EXERCISE GOAL →
Extract, unchanged, each line of the listing below from its first line through the line that contains "Name of the check", inclusive, and nothing else.

- Opening Delimiter -

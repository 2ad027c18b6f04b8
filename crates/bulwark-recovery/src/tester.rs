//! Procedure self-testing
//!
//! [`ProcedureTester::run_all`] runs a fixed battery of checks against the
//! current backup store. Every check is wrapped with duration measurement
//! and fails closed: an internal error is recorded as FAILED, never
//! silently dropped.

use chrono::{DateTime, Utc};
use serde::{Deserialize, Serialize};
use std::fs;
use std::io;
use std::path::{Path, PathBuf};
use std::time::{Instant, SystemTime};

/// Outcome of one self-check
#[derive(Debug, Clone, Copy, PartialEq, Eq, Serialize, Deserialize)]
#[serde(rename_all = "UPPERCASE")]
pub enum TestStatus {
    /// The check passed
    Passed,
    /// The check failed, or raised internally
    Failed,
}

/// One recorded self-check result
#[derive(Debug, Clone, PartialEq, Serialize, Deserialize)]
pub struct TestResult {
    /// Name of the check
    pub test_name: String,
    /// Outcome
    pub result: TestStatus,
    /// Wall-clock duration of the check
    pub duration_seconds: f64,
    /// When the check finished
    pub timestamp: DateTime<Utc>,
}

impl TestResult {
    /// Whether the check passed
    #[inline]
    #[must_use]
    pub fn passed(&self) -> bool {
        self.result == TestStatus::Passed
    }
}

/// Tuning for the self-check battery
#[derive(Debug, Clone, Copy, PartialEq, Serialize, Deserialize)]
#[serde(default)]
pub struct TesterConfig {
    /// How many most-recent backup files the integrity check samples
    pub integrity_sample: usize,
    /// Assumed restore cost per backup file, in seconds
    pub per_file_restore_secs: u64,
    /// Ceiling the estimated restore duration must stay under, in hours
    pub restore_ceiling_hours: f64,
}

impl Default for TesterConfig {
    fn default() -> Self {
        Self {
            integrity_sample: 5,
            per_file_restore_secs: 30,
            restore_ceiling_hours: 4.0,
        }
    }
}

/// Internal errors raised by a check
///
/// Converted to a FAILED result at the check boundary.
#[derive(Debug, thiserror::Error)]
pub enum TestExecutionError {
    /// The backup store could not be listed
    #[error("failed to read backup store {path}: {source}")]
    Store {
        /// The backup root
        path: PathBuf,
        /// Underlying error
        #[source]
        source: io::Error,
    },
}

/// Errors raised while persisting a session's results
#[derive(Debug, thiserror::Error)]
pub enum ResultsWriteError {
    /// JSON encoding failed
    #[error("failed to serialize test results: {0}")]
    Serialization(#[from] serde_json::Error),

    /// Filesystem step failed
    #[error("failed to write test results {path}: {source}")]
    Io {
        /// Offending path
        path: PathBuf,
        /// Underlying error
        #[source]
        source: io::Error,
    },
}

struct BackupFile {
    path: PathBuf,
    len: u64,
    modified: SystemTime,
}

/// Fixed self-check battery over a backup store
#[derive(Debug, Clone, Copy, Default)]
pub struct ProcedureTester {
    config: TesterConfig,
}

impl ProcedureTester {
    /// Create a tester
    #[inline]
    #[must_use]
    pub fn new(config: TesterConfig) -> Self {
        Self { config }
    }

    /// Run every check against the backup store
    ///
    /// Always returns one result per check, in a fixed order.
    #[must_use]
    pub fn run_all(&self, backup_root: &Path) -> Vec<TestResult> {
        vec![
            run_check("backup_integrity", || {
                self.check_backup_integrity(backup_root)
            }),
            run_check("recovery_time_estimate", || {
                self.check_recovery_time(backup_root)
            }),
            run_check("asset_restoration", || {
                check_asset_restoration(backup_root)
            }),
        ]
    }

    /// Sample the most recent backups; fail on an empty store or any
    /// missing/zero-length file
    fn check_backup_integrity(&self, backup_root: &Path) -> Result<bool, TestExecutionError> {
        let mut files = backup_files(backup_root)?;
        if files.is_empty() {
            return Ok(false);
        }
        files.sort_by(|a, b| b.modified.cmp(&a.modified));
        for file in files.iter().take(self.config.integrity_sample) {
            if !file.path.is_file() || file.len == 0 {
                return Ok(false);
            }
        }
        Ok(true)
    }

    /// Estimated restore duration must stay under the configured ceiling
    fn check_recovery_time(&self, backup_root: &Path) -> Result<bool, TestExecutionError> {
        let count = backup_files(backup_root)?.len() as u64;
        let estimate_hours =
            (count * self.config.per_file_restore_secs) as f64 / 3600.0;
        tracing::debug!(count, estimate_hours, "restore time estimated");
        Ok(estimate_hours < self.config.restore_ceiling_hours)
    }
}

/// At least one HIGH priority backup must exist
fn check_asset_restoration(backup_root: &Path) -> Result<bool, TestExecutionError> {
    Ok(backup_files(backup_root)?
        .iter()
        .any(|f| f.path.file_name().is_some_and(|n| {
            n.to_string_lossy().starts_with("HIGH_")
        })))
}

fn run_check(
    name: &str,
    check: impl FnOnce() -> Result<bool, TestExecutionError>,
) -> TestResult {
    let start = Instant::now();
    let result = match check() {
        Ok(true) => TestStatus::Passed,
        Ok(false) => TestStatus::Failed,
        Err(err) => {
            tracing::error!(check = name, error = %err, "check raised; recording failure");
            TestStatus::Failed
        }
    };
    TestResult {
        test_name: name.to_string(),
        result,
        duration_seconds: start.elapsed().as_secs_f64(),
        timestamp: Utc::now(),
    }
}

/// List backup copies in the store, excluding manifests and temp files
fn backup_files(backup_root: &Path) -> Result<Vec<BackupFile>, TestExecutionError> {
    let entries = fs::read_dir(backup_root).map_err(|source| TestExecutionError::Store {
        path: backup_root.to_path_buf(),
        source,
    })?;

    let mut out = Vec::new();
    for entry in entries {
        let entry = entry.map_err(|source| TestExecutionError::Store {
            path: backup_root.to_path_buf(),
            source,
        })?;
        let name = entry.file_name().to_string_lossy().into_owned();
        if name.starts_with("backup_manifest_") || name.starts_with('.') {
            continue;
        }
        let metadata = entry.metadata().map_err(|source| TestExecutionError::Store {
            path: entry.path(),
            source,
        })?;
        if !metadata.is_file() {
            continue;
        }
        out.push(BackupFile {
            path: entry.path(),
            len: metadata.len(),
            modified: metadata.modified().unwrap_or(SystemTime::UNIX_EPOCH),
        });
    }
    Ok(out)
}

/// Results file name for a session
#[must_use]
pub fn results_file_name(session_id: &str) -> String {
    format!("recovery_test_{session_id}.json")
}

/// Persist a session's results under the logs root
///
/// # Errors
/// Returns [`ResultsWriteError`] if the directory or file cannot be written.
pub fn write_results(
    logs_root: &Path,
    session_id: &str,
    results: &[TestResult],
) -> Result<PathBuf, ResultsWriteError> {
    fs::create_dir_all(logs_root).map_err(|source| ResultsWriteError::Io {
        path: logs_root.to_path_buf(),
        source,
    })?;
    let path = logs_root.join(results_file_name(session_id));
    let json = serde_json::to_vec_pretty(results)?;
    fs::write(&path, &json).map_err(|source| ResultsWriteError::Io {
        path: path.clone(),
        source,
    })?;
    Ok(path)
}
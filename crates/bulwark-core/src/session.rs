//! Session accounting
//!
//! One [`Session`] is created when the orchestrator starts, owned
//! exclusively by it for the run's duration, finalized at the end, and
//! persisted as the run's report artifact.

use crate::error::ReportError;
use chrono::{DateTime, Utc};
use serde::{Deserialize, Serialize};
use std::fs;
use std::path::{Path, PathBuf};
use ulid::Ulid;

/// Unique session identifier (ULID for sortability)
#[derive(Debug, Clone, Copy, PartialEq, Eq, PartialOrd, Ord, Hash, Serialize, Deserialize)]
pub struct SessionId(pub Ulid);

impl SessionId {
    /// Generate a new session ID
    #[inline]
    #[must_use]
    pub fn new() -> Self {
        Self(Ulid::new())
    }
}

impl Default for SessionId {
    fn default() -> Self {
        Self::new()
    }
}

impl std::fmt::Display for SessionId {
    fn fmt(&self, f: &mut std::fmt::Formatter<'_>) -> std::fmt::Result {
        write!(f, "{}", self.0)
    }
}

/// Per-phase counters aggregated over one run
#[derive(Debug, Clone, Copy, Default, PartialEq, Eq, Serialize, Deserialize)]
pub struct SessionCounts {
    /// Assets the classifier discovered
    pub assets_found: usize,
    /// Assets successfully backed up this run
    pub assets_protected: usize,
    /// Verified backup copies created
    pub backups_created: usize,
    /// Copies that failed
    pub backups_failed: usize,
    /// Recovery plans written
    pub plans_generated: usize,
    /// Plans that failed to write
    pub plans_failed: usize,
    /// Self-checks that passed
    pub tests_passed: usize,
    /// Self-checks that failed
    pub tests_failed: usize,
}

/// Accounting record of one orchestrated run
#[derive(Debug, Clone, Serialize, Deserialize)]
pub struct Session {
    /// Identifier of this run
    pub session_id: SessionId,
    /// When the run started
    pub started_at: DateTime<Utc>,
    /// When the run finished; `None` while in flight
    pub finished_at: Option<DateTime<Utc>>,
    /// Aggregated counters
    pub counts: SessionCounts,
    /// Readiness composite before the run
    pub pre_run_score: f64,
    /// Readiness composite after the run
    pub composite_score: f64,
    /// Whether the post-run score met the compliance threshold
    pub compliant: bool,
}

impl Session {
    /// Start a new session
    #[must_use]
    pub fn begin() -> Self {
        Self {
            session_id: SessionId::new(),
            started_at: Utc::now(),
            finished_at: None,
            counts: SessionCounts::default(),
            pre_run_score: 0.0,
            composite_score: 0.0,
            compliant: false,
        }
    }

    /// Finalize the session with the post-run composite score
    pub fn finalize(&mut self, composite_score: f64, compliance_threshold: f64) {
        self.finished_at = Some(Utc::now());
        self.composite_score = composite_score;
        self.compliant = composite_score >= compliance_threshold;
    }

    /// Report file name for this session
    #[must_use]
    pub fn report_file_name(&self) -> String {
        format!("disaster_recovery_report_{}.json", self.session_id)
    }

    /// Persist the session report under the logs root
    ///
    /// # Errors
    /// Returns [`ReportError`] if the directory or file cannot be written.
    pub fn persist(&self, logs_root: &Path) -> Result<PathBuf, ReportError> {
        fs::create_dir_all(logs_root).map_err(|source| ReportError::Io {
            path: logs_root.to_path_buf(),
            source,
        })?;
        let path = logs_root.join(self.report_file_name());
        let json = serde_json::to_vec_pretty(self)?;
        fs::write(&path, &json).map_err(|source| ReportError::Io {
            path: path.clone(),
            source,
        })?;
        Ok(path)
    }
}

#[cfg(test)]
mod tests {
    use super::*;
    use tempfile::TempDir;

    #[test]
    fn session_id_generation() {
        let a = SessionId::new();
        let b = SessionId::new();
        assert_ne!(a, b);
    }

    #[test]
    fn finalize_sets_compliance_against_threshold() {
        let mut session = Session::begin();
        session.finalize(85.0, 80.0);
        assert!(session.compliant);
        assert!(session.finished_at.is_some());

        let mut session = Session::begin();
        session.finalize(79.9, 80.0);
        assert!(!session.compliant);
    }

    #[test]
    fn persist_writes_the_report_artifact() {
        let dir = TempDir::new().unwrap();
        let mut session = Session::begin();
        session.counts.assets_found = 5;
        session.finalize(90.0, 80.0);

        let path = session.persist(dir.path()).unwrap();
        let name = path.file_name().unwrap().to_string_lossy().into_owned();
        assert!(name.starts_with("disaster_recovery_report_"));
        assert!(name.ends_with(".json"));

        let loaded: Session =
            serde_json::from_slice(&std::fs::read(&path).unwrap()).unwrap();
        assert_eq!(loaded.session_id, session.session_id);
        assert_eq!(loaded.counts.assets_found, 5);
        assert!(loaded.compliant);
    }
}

- Closing Delimiter -

ANSWER SPACE →
repository 2ad027c18b6f04b8
filename crates/bulwark-recovery/src/tester.rs
//! Procedure self-testing
//!
//! [`ProcedureTester::run_all`] runs a fixed battery of checks against the
//! current backup store. Every check is wrapped with duration measurement
//! and fails closed: an internal error is recorded as FAILED, never
//! silently dropped.

use chrono::{DateTime, Utc};
use serde::{Deserialize, Serialize};
use std::fs;
use std::io;
use std::path::{Path, PathBuf};
use std::time::{Instant, SystemTime};

/// Outcome of one self-check
#[derive(Debug, Clone, Copy, PartialEq, Eq, Serialize, Deserialize)]
#[serde(rename_all = "UPPERCASE")]
pub enum TestStatus {
    /// The check passed
    Passed,
    /// The check failed, or raised internally
    Failed,
}

/// One recorded self-check result
#[derive(Debug, Clone, PartialEq, Serialize, Deserialize)]
pub struct TestResult {
    /// Name of the check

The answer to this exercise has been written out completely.